ACTIVITY: Reproduce all of the data exactly.
-- INFORMATION GIVEN follows --
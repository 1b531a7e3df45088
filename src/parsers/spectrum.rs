//! # 衍射谱解析器
//!
//! 支持两种输入：
//! - CSV：表头 `tof,intensity[,error]`
//! - XY/DAT：空白分隔的两列或三列，`#` 开头为注释
//!
//! 缺少误差列时使用泊松误差 sqrt(max(y, 1))。
//!
//! ## 依赖关系
//! - 被 `commands/fit.rs` 调用
//! - 构造 `models/spectrum.rs` 的 Spectrum

use crate::error::{Result, TofPeaksError};
use crate::models::Spectrum;
use crate::parsers::{parse_cell, read_text};

use std::path::Path;

#[derive(Debug, Clone, Copy, PartialEq, Eq)]
pub enum SpectrumFormat {
    Csv,
    Xy,
}

impl SpectrumFormat {
    /// 按扩展名判断格式，未知扩展名按 XY 处理
    pub fn from_path(path: &Path) -> Self {
        match path
            .extension()
            .and_then(|e| e.to_str())
            .map(|e| e.to_lowercase())
            .as_deref()
        {
            Some("csv") => SpectrumFormat::Csv,
            _ => SpectrumFormat::Xy,
        }
    }
}

pub fn parse_spectrum_file(path: &Path) -> Result<Spectrum> {
    let content = read_text(path)?;
    let name = path
        .file_stem()
        .and_then(|s| s.to_str())
        .unwrap_or("spectrum");
    parse_spectrum_content(&content, name, SpectrumFormat::from_path(path))
        .map_err(|e| attribute(e, path))
}

pub fn parse_spectrum_content(
    content: &str,
    name: &str,
    format: SpectrumFormat,
) -> Result<Spectrum> {
    let rows = match format {
        SpectrumFormat::Csv => csv_rows(content, name)?,
        SpectrumFormat::Xy => xy_rows(content, name)?,
    };
    build_spectrum(name, rows)
}

/// (行号, 数值列)
type Row = (usize, Vec<f64>);

fn csv_rows(content: &str, name: &str) -> Result<Vec<Row>> {
    let mut reader = csv::ReaderBuilder::new()
        .comment(Some(b'#'))
        .trim(csv::Trim::All)
        .flexible(true)
        .from_reader(content.as_bytes());

    let headers = reader.headers()?.clone();
    if headers.len() < 2 {
        return Err(TofPeaksError::Configuration(format!(
            "spectrum '{}' needs at least tof,intensity columns",
            name
        )));
    }
    let columns = headers.len().min(3);

    let mut rows = Vec::new();
    for record in reader.records() {
        let record = record?;
        let line = record.position().map(|p| p.line() as usize).unwrap_or(0);
        let mut values = Vec::with_capacity(columns);
        for i in 0..columns {
            let cell = record.get(i).unwrap_or("");
            match parse_cell(cell).map_err(|r| row_error(name, line, &r))? {
                Some(v) => values.push(v),
                None if i == 2 => {}
                None => return Err(row_error(name, line, "missing value")),
            }
        }
        rows.push((line, values));
    }
    Ok(rows)
}

fn xy_rows(content: &str, name: &str) -> Result<Vec<Row>> {
    let mut rows = Vec::new();
    for (idx, line) in content.lines().enumerate() {
        let line_no = idx + 1;
        let trimmed = line.trim();
        if trimmed.is_empty() || trimmed.starts_with('#') {
            continue;
        }

        let tokens: Vec<&str> = trimmed.split_whitespace().collect();
        let parsed: std::result::Result<Vec<f64>, _> =
            tokens.iter().take(3).map(|t| t.parse::<f64>()).collect();
        match parsed {
            Ok(values) if values.len() >= 2 => rows.push((line_no, values)),
            Ok(_) => return Err(row_error(name, line_no, "expected at least 2 columns")),
            // 首行的非数值文本视为表头
            Err(_) if rows.is_empty() => continue,
            Err(_) => return Err(row_error(name, line_no, "non-numeric value")),
        }
    }
    Ok(rows)
}

fn build_spectrum(name: &str, rows: Vec<Row>) -> Result<Spectrum> {
    let with_errors = rows.iter().all(|(_, v)| v.len() >= 3);
    let mut x = Vec::with_capacity(rows.len());
    let mut y = Vec::with_capacity(rows.len());
    let mut e = Vec::with_capacity(rows.len());
    for (_, values) in &rows {
        x.push(values[0]);
        y.push(values[1]);
        if with_errors {
            e.push(values[2]);
        }
    }

    if with_errors && !rows.is_empty() {
        Spectrum::new(name, x, y, e)
    } else {
        Spectrum::with_poisson_errors(name, x, y)
    }
}

fn row_error(name: &str, line: usize, reason: &str) -> TofPeaksError {
    TofPeaksError::ParseError {
        format: "spectrum".to_string(),
        path: name.to_string(),
        reason: format!("line {}: {}", line, reason),
    }
}

/// 把解析错误的来源改写为完整路径
fn attribute(err: TofPeaksError, path: &Path) -> TofPeaksError {
    match err {
        TofPeaksError::ParseError { format, reason, .. } => TofPeaksError::ParseError {
            format,
            path: path.display().to_string(),
            reason,
        },
        TofPeaksError::InvalidArgument(reason) => TofPeaksError::ParseError {
            format: "spectrum".to_string(),
            path: path.display().to_string(),
            reason,
        },
        other => other,
    }
}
-- INFORMATION GIVEN concluded --
YOUR RESPONSE:
repository 1b531a7e3df45088
filename src/parsers/spectrum.rs
//! # 衍射谱解析器
//!
//! 支持两种输入：
//! - CSV：表头 `tof,intensity[,error]`
//! - XY/DAT：空白分隔的两列或三列，`#` 开头为注释
//!
//! 缺少误差列时使用泊松误差 sqrt(max(y, 1))。
//!
//! ## 依赖关系
//! - 被 `commands/fit.rs` 调用
//! - 构造 `models/spectrum.rs` 的 Spectrum

use crate::error::{Result, TofPeaksError};
use crate::models::Spectrum;
use crate::parsers::{parse_cell, read_text};

use std::path::Path;

#[derive(Debug, Clone, Copy, PartialEq, Eq)]
pub enum SpectrumFormat {
    Csv,
    Xy,
}

impl SpectrumFormat {
    /// 按扩展名判断格式，未知扩展名按 XY 处理
    pub fn from_path(path: &Path) -> Self {
        match path
            .extension()
            .and_then(|e| e.to_str())
            .map(|e| e.to_lowercase())
            .as_deref()
        {
            Some("csv") => SpectrumFormat::Csv,
            _ => SpectrumFormat::Xy,
        }
    }
}

pub fn parse_spectrum_file(path: &Path) -> Result<Spectrum> {
    let content = read_text(path)?;
    let name = path
        .file_stem()
        .and_then(|s| s.to_str())
        .unwrap_or("spectrum");
    parse_spectrum_content(&content, name, SpectrumFormat::from_path(path))
        .map_err(|e| attribute(e, path))
}

pub fn parse_spectrum_content(
    content: &str,
    name: &str,
    format: SpectrumFormat,
) -> Result<Spectrum> {
    let rows = match format {
        SpectrumFormat::Csv => csv_rows(content, name)?,
        SpectrumFormat::Xy => xy_rows(content, name)?,
    };
    build_spectrum(name, rows)
}

/// (行号, 数值列)
type Row = (usize, Vec<f64>);

fn csv_rows(content: &str, name: &str) -> Result<Vec<Row>> {
    let mut reader = csv::ReaderBuilder::new()
        .comment(Some(b'#'))
        .trim(csv::Trim::All)
        .flexible(true)
        .from_reader(content.as_bytes());

    let headers = reader.headers()?.clone();
    if headers.len() < 2 {
        return Err(TofPeaksError::Configuration(format!(
            "spectrum '{}' needs at least tof,intensity columns",
            name
        )));
    }
    let columns = headers.len().min(3);

    let mut rows = Vec::new();
    for record in reader.records() {
        let record = record?;
        let line = record.position().map(|p| p.line() as usize).unwrap_or(0);
        let mut values = Vec::with_capacity(columns);
        for i in 0..columns {
            let cell = record.get(i).unwrap_or("");
            match parse_cell(cell).map_err(|r| row_error(name, line, &r))? {
                Some(v) => values.push(v),
                None if i == 2 => {}
                None => return Err(row_error(name, line, "missing value")),
            }
        }
        rows.push((line, values));
    }
    Ok(rows)
}

fn xy_rows(content: &str, name: &str) -> Result<Vec<Row>> {
    let mut rows = Vec::new();
    for (idx, line) in content.lines().enumerate() {
        let line_no = idx + 1;
        let trimmed = line.trim();
        if trimmed.is_empty() || trimmed.starts_with('#') {
            continue;
        }

        let tokens: Vec<&str> = trimmed.split_whitespace().collect();
        let parsed: std::result::Result<Vec<f64>, _> =
            tokens.iter().take(3).map(|t| t.parse::<f64>()).collect();
        match parsed {
            Ok(values) if values.len() >= 2 => rows.push((line_no, values)),
            Ok(_) => return Err(row_error(name, line_no, "expected at least 2 columns")),
            // 首行的非数值文本视为表头
            Err(_) if rows.is_empty() => continue,
            Err(_) => return Err(row_error(name, line_no, "non-numeric value")),
        }
    }
    Ok(rows)
}

fn build_spectrum(name: &str, rows: Vec<Row>) -> Result<Spectrum> {
    let with_errors = rows.iter().all(|(_, v)| v.len() >= 3);
    let mut x = Vec::with_capacity(rows.len());
    let mut y = Vec::with_capacity(rows.len());
    let mut e = Vec::with_capacity(rows.len());
    for (_, values) in &rows {
        x.push(values[0]);
        y.push(values[1]);
        if with_errors {
            e.push(values[2]);
        }
    }

    if with_errors && !rows.is_empty() {
        Spectrum::new(name, x, y, e)
    } else {
        Spectrum::with_poisson_errors(name, x, y)
    }
}

fn row_error(name: &str, line: usize, reason: &str) -> TofPeaksError {
    TofPeaksError::ParseError {
        format: "spectrum".to_string(),
        path: name.to_string(),
        reason: format!("line {}: {}", line, reason),
    }
}

/// 把解析错误的来源改写为完整路径
fn attribute(err: TofPeaksError, path: &Path) -> TofPeaksError {
    match err {
        TofPeaksError::ParseError { format, reason, .. } => TofPeaksError::ParseError {
            format,
            path: path.display().to_string(),
            reason,
        },
        TofPeaksError::InvalidArgument(reason) => TofPeaksError::ParseError {
            format: "spectrum".to_string(),
            path: path.display().to_string(),
            reason,
        },
        other => other,
    }
}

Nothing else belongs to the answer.